# Working with video on GPU

**Notebook 3 of 3**<br><br>
This tutorial provides a high-level overview of working with Intel GPUs in OpenVINO. It shows how to use Query Device to list system GPUs and check their properties, and it explains some of the key properties. It shows how to compile a model on GPU with performance hints. 

The tutorial also shows example commands for benchmark_app that can be run to compare GPU performance in different configurations. It also provides the code for a basic end-to-end application that compiles a model on GPU and uses it to run inference.

# Learning objectives
Average time to complete 25min

By the end of this tutorial you should be able to:
* Get information about the GPUs we want to run on.
* Highlight the difference between running the inference on GPU vs CPU.
* Convert a model from Tensorflow and compile it on the GPU
* Perform a simple video inferencing application on the GPU.
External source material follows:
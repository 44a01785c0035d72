pub mod comment_handlers;
pub mod dependency_handlers;
pub mod tasks_handlers;
pub mod tasks_models;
## What you will need for this tutorial

* See the [introduction document](https://uottawa-it-research-teaching.github.io/machinelearning/) for general requirements and how Jupyter notebooks work.
* We'll need Pandas for convenient data handling. It's a very powerful Python package that can read CSV and Excel files. It also has very good data manipulation capabilities which come in use for data cleaning.
* openVINO 2023 or later
* We will use scikit learn as our machine learning package. Scikit-learn provides simple and efficient tools for data mining and analysis.
* numpy. Numpy provides support for large, multi-dimentional arrays and matrices.
* seaborn. Provides an intuitive and attractive interface for creating informative and visually appealing statistical graphics.
* matplotlib. Allows the generation of plots and charts.
* requests. Handles Http requests and responses when downloading datasets or pre-trained models.
* ipywidgets. Allows the creation of interactive plota, graphs and other visualizations, as well as control the execution of code.
* The data files that should have come with this notebook.

## RDM best practices

Good data handling for machine learning begins with good Research Data Managment (RDM). The quality of your source data will impact the outcome of your results, just like the reproducibility of your results will depend on the quality of your data sources, in addition to how you organize the data so that other people (and machines!) can understand and reuse it.
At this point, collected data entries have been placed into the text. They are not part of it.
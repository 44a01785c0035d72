use actix_web::{web, HttpResponse};
use chrono::Utc;
use log::{info, warn};
use sqlx::{PgExecutor, PgPool};

use super::auth_models::{
    AuthResponse, ChangePasswordRequest, LoginRequest, RefreshRequest, RegisterRequest, TokenPair,
};
use crate::auth::password::{hash_password, verify_password};
use crate::auth::{AuthUser, TokenService};
use crate::config::Config;
use crate::error::AppError;
use crate::models::refresh_token::RefreshToken;
use crate::models::user::{PublicUser, User};
use crate::response;
use crate::validation::ValidJson;

/// Signs an access token and persists a new refresh token for `user`.
async fn issue_tokens<'e, E>(
    executor: E,
    tokens: &TokenService,
    user: &User,
) -> Result<TokenPair, AppError>
where
    E: PgExecutor<'e>,
{
    let access_token = tokens.issue_access(user.id, &user.email, user.role)?;
    let (refresh_token, expires_at) = tokens.new_refresh_token();

    sqlx::query("INSERT INTO refresh_tokens (token, user_id, expires_at) VALUES ($1, $2, $3)")
        .bind(&refresh_token)
        .bind(user.id)
        .bind(expires_at)
        .execute(executor)
        .await?;

    Ok(TokenPair {
        access_token,
        refresh_token,
        expires_in: tokens.access_ttl_seconds(),
    })
}

async fn load_active_user(pool: &PgPool, user_id: i32) -> Result<User, AppError> {
    let user = sqlx::query_as::<_, User>("SELECT * FROM users WHERE id = $1")
        .bind(user_id)
        .fetch_optional(pool)
        .await?
        .ok_or_else(|| AppError::not_found("User not found"))?;

    if !user.is_active {
        return Err(AppError::Forbidden {
            code: "ACCOUNT_DISABLED",
            message: "This account has been disabled".into(),
        });
    }
    Ok(user)
}

// register user to DB
pub async fn register(
    pool: web::Data<PgPool>,
    config: web::Data<Config>,
    tokens: web::Data<TokenService>,
    request: ValidJson<RegisterRequest>,
) -> Result<HttpResponse, AppError> {
    let request = request.into_inner();
    info!("Received request to register user: {}", request.username);

    let password_hash = hash_password(&request.password, config.bcrypt_cost).await?;

    let user = sqlx::query_as::<_, User>(
        "INSERT INTO users (email, username, password_hash, first_name, last_name)
         VALUES ($1, $2, $3, $4, $5)
         RETURNING *",
    )
    .bind(request.email.trim().to_lowercase())
    .bind(request.username.trim())
    .bind(&password_hash)
    .bind(request.first_name.as_deref().map(str::trim))
    .bind(request.last_name.as_deref().map(str::trim))
    .fetch_one(pool.get_ref())
    .await
    .map_err(|e| match AppError::from(e) {
        AppError::Conflict { .. } => {
            AppError::conflict("USER_EXISTS", "Email or username is already registered")
        }
        other => other,
    })?;

    let tokens = issue_tokens(pool.get_ref(), &tokens, &user).await?;

    info!("User {} registered successfully", user.username);
    Ok(response::created(
        "User registered successfully",
        AuthResponse {
            user: user.into(),
            tokens,
        },
    ))
}

// login logic
pub async fn login(
    pool: web::Data<PgPool>,
    tokens: web::Data<TokenService>,
    request: ValidJson<LoginRequest>,
) -> Result<HttpResponse, AppError> {
    let request = request.into_inner();
    let email = request.email.trim().to_lowercase();
    info!("Received login request for user: {}", email);

    let invalid = || AppError::unauthorized("INVALID_CREDENTIALS", "Invalid email or password");

    let user = sqlx::query_as::<_, User>("SELECT * FROM users WHERE email = $1")
        .bind(&email)
        .fetch_optional(pool.get_ref())
        .await?
        .ok_or_else(|| {
            info!("Unknown email: {}", email);
            invalid()
        })?;

    if !verify_password(&request.password, &user.password_hash).await? {
        info!("Invalid password for user: {}", email);
        return Err(invalid());
    }

    if !user.is_active {
        info!("Login attempt on disabled account: {}", email);
        return Err(AppError::Forbidden {
            code: "ACCOUNT_DISABLED",
            message: "This account has been disabled".into(),
        });
    }

    let tokens = issue_tokens(pool.get_ref(), &tokens, &user).await?;

    info!("User {} logged in successfully", user.username);
    Ok(response::ok(
        "Login successful",
        AuthResponse {
            user: user.into(),
            tokens,
        },
    ))
}

/// Exchanges a refresh token for a new pair. The old row is deleted and the
/// new one inserted in the same transaction.
pub async fn refresh(
    pool: web::Data<PgPool>,
    tokens: web::Data<TokenService>,
    request: ValidJson<RefreshRequest>,
) -> Result<HttpResponse, AppError> {
    let request = request.into_inner();
    let mut tx = pool.begin().await?;

    let stored = sqlx::query_as::<_, RefreshToken>(
        "SELECT * FROM refresh_tokens WHERE token = $1 FOR UPDATE",
    )
    .bind(&request.refresh_token)
    .fetch_optional(&mut *tx)
    .await?
    .ok_or_else(|| {
        AppError::unauthorized("INVALID_REFRESH_TOKEN", "Refresh token is invalid")
    })?;

    sqlx::query("DELETE FROM refresh_tokens WHERE id = $1")
        .bind(stored.id)
        .execute(&mut *tx)
        .await?;

    if stored.is_expired(Utc::now()) {
        tx.commit().await?;
        info!("Expired refresh token presented by user {}", stored.user_id);
        return Err(AppError::unauthorized(
            "REFRESH_TOKEN_EXPIRED",
            "Refresh token has expired, please log in again",
        ));
    }

    let user = sqlx::query_as::<_, User>("SELECT * FROM users WHERE id = $1")
        .bind(stored.user_id)
        .fetch_optional(&mut *tx)
        .await?
        .filter(|user| user.is_active)
        .ok_or_else(|| {
            AppError::unauthorized("INVALID_REFRESH_TOKEN", "Refresh token is invalid")
        })?;

    let pair = issue_tokens(&mut *tx, &tokens, &user).await?;
    tx.commit().await?;

    info!("Refreshed tokens for user {}", user.id);
    Ok(response::ok("Token refreshed", pair))
}

pub async fn logout(
    pool: web::Data<PgPool>,
    auth: AuthUser,
    request: ValidJson<RefreshRequest>,
) -> Result<HttpResponse, AppError> {
    let request = request.into_inner();
    let result = sqlx::query("DELETE FROM refresh_tokens WHERE token = $1 AND user_id = $2")
        .bind(&request.refresh_token)
        .bind(auth.id)
        .execute(pool.get_ref())
        .await?;

    if result.rows_affected() == 0 {
        warn!("Logout for user {} with unknown refresh token", auth.id);
    }
    info!("Logout successful for user {}", auth.id);
    Ok(response::message("Logout successful"))
}

pub async fn logout_all(
    pool: web::Data<PgPool>,
    auth: AuthUser,
) -> Result<HttpResponse, AppError> {
    let result = sqlx::query("DELETE FROM refresh_tokens WHERE user_id = $1")
        .bind(auth.id)
        .execute(pool.get_ref())
        .await?;

    info!(
        "Revoked {} refresh tokens for user {}",
        result.rows_affected(),
        auth.id
    );
    Ok(response::message("Logged out from all sessions"))
}

pub async fn me(pool: web::Data<PgPool>, auth: AuthUser) -> Result<HttpResponse, AppError> {
    let user = load_active_user(pool.get_ref(), auth.id).await?;
    Ok(response::ok("Current user", PublicUser::from(user)))
}

pub async fn change_password(
    pool: web::Data<PgPool>,
    config: web::Data<Config>,
    auth: AuthUser,
    request: ValidJson<ChangePasswordRequest>,
) -> Result<HttpResponse, AppError> {
    let request = request.into_inner();
    let user = load_active_user(pool.get_ref(), auth.id).await?;

    if !verify_password(&request.current_password, &user.password_hash).await? {
        return Err(AppError::bad_request(
            "INVALID_PASSWORD",
            "Current password is incorrect",
        ));
    }

    let password_hash = hash_password(&request.new_password, config.bcrypt_cost).await?;

    let mut tx = pool.begin().await?;
    sqlx::query("UPDATE users SET password_hash = $1, updated_at = NOW() WHERE id = $2")
        .bind(&password_hash)
        .bind(user.id)
        .execute(&mut *tx)
        .await?;
    sqlx::query("DELETE FROM refresh_tokens WHERE user_id = $1")
        .bind(user.id)
        .execute(&mut *tx)
        .await?;
    tx.commit().await?;

    info!("Password changed for user {}", user.id);
    Ok(response::message("Password changed, please log in again"))
}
We also need to respect a few research data management best practices along the way, these best practices are recommended by the Digital Research Alliance of Canada. In the first tutorial we encouraged you to resepct two RDM best practices:

* SAVE YOUR RAW DATA IN ORIGINAL FORMAT<br>
* BACKUP YOUR DATA (3-2-1 rule)<br>

These practices should apply in this tutorial as well, but we will also look at best practices of data description, documentation and file naming that will streamline your data processing and project management. 

DESCRIBE YOUR DATA

* Machine Friendly: Describe your dataset with a metadata standard for discovery.
* Human Friendly: Describe your variables, so your colleagues will understand what you meant. Data without good metadata is useless. Give your variables clear names.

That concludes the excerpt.